What is DanSpeech?¶
DanSpeech is an open-source Danish speech recognition (speech-to-text) python package based on the PyTorch deep learning framework. It was developed as part of a Master’s thesis at DTU compute by Martin Carsten Nielsen and Rasmus Arpe Fogh Jensen, supervised by Professor Lars Kai Hansen.
All DanSpeech models are end-to-end DeepSpeech 2 models, trained on danish data with a CTC loss. The models are trained with various data agumentations to multiply the rather small amount of public speech recognition data available in Danish.
The models may be combined with a language model through beam-search decoding to achieve the best results, DanSpeech provides language models trained on a large danish corpus as part of the released package.
While DanSpeech models perform state-of-the-art speech recognition in Danish, performance is not perfect, and results are conditioned on specific use-cases.
Danspeech provides:
An easy-to-use Recognizer that supports different use-cases for Danish speech recognition.
Pre-trained models of varying sizes and complexities.
Pre-trained language models.
Motivation¶
We believe that speech recognition in Danish should be freely available for everyone to use. Therefore we decided to develop an open-source, and easy-to-use automatic speech recognition system for Danish.
We believe that an open-source solution can play an important role in ensuring that Danish speech recognition systems are not continually out-shined by English systems.
Speech recognition will inevitably be a big part of future IT innovations. And without an easy-to-use, and free system, innovative spirits with a desire to utilize speech recognition in the development of Danish technologies might be hindered by cost barriers.
As such DanSpeech can be used commercially by companies without the resources to develop their own speech recognition systems, or companies who simply do not wish to outsource this part of their pipeline. Deploying DanSpeech models instead of using an external API will, in addition to reducing costs, also reduce latency drastically, if deployed locally with a GPU.
Performance¶
We benchmarked the system on two Danish benchmarks, namely the publicly available Nordisk Språkteknologi (NST) dataset and our own DanSpeech dataset (~1000 noisy recordings). The performance is evaulated in Word Error Rate (WER).
Dataset |
Models |
Performance |
---|---|---|
NST test |
DanSpeechPrimary + DSL5Gram (not pruned) LM |
12.85% WER |
DanSpeech dataset |
TransferLearned + DSL5Gram (not pruned) LM |
25.75% WER |
DanSpeech Demo¶
To test the DanSpeech models on your own data (both pre-recorded and streaming audio is supported), we have created a demo that runs as a development django server on localhost. It is easy to install and hence easy to test the models with a GUI (little technical knowledge is required to play around with the demo).
The demo also features a demo of a DanSpeech model adopted/finetuned to transcribe meetings from Folketinget (The Danish Parliament), which demonstrates the power of finetuning models to specific domains.
For more info of the DanSpeech demo, see Demo.

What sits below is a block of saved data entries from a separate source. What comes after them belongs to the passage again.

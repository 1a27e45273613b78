//! Shared fixtures: a trimmed Kubernetes OpenAPI document for `v1/Service`
//! and a live Service written by `kubectl apply` then `kubectl edit`.

use crate::openapi::OpenAPIDocument;
use crate::schema::{GroupVersionKind, SchemaRegistry};

pub const SERVICE_TYPE: &str = "io.k8s.api.core.v1.Service";

pub const SERVICE_OPENAPI: &str = r##"{
  "swagger": "2.0",
  "info": {"title": "Kubernetes", "version": "v1.29.0"},
  "definitions": {
    "io.k8s.api.core.v1.Service": {
      "type": "object",
      "properties": {
        "apiVersion": {"type": "string"},
        "kind": {"type": "string"},
        "metadata": {"$ref": "#/definitions/io.k8s.apimachinery.pkg.apis.meta.v1.ObjectMeta"},
        "spec": {"$ref": "#/definitions/io.k8s.api.core.v1.ServiceSpec"},
        "status": {"type": "object", "x-kubernetes-preserve-unknown-fields": true}
      },
      "x-kubernetes-group-version-kind": [
        {"group": "", "kind": "Service", "version": "v1"}
      ]
    },
    "io.k8s.api.core.v1.ServiceSpec": {
      "type": "object",
      "properties": {
        "clusterIP": {"type": "string"},
        "clusterIPs": {
          "type": "array",
          "items": {"type": "string"},
          "x-kubernetes-list-type": "atomic"
        },
        "externalTrafficPolicy": {"type": "string"},
        "internalTrafficPolicy": {"type": "string"},
        "ipFamilies": {
          "type": "array",
          "items": {"type": "string"},
          "x-kubernetes-list-type": "atomic"
        },
        "ipFamilyPolicy": {"type": "string"},
        "ports": {
          "type": "array",
          "items": {"$ref": "#/definitions/io.k8s.api.core.v1.ServicePort"},
          "x-kubernetes-list-map-keys": ["port", "protocol"],
          "x-kubernetes-list-type": "map",
          "x-kubernetes-patch-merge-key": "port",
          "x-kubernetes-patch-strategy": "merge"
        },
        "selector": {
          "type": "object",
          "additionalProperties": {"type": "string"},
          "x-kubernetes-map-type": "atomic"
        },
        "sessionAffinity": {"type": "string"},
        "type": {"type": "string"}
      }
    },
    "io.k8s.api.core.v1.ServicePort": {
      "type": "object",
      "required": ["port"],
      "properties": {
        "name": {"type": "string"},
        "nodePort": {"type": "integer", "format": "int32"},
        "port": {"type": "integer", "format": "int32"},
        "protocol": {"type": "string", "default": "TCP"},
        "targetPort": {"$ref": "#/definitions/io.k8s.apimachinery.pkg.util.intstr.IntOrString"}
      }
    },
    "io.k8s.apimachinery.pkg.util.intstr.IntOrString": {
      "type": "string",
      "format": "int-or-string"
    },
    "io.k8s.apimachinery.pkg.apis.meta.v1.ObjectMeta": {
      "type": "object",
      "properties": {
        "annotations": {"type": "object", "additionalProperties": {"type": "string"}},
        "labels": {"type": "object", "additionalProperties": {"type": "string"}},
        "managedFields": {
          "type": "array",
          "items": {"$ref": "#/definitions/io.k8s.apimachinery.pkg.apis.meta.v1.ManagedFieldsEntry"},
          "x-kubernetes-list-type": "atomic"
        },
        "name": {"type": "string"},
        "namespace": {"type": "string"},
        "resourceVersion": {"type": "string"},
        "uid": {"type": "string"}
      }
    },
    "io.k8s.apimachinery.pkg.apis.meta.v1.ManagedFieldsEntry": {
      "type": "object",
      "properties": {
        "apiVersion": {"type": "string"},
        "fieldsType": {"type": "string"},
        "fieldsV1": {"type": "object"},
        "manager": {"type": "string"},
        "operation": {"type": "string"},
        "subresource": {"type": "string"},
        "time": {"type": "string", "format": "date-time"}
      }
    }
  }
}"##;

/// The live object after `kubectl apply` and a `kubectl edit` of the
/// node port.
pub const SERVICE_LIVE: &str = r#"{"apiVersion":"v1","kind":"Service","metadata":{"annotations":{},"managedFields":[{"apiVersion":"v1","fieldsType":"FieldsV1","fieldsV1":{"f:metadata":{"f:annotations":{".":{},"f:kubectl.kubernetes.io/last-applied-configuration":{}}},"f:spec":{"f:externalTrafficPolicy":{},"f:internalTrafficPolicy":{},"f:ports":{".":{},"k:{\"port\":80,\"protocol\":\"TCP\"}":{".":{},"f:name":{},"f:port":{},"f:protocol":{},"f:targetPort":{}}},"f:selector":{},"f:sessionAffinity":{},"f:type":{}}},"manager":"kubectl-client-side-apply","operation":"Update","time":"2023-12-21T05:29:51Z"},{"apiVersion":"v1","fieldsType":"FieldsV1","fieldsV1":{"f:spec":{"f:ports":{"k:{\"port\":80,\"protocol\":\"TCP\"}":{"f:nodePort":{}}}}},"manager":"kubectl-edit","operation":"Update","time":"2023-12-21T05:59:59Z"}],"name":"clear-nginx-service"},"spec":{"clusterIP":"172.19.41.134","clusterIPs":["172.19.41.134"],"externalTrafficPolicy":"Cluster","internalTrafficPolicy":"Cluster","ipFamilies":["IPv4"],"ipFamilyPolicy":"SingleStack","ports":[{"name":"http","nodePort":30001,"port":80,"protocol":"TCP","targetPort":80}],"selector":{"app":"clear-nginx"},"sessionAffinity":"None","type":"NodePort"}}"#;

/// The object produced by replaying the client-side-apply manager alone.
pub const SERVICE_REPLAYED: &str = r#"{"metadata":{"annotations":null},"spec":{"externalTrafficPolicy":"Cluster","internalTrafficPolicy":"Cluster","ports":[{"name":"http","port":80,"protocol":"TCP","targetPort":80}],"selector":{"app":"clear-nginx"},"sessionAffinity":"None","type":"NodePort"}}"#;

pub fn service_gvk() -> GroupVersionKind {
    GroupVersionKind::new("", "v1", "Service")
}

pub fn service_registry() -> SchemaRegistry {
    let doc = OpenAPIDocument::from_json(SERVICE_OPENAPI).unwrap();
    SchemaRegistry::from_openapi(&doc).unwrap()
}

Train or Finetune DanSpeech models¶
If you require better performance than what is apparent from the DanSpeech pre-trained models, we’ve also created a github repository (danspeech_training), where you can train completely new models from scratch or finetune existing DanSpeech models to your specific domain/use-case (recommended method).
Training new, or finetuning, DanSpeech models is useful if you have specific knowledge about the domain you wish to apply Danish speech recognition to, and you have either domain specific text resources or, in the best case, speech data available.
Finetuning a DanSpeech model can result in much better performance but does require a certain level of technical expertise and a GPU for training. As an example of performance for such a system, see Demo.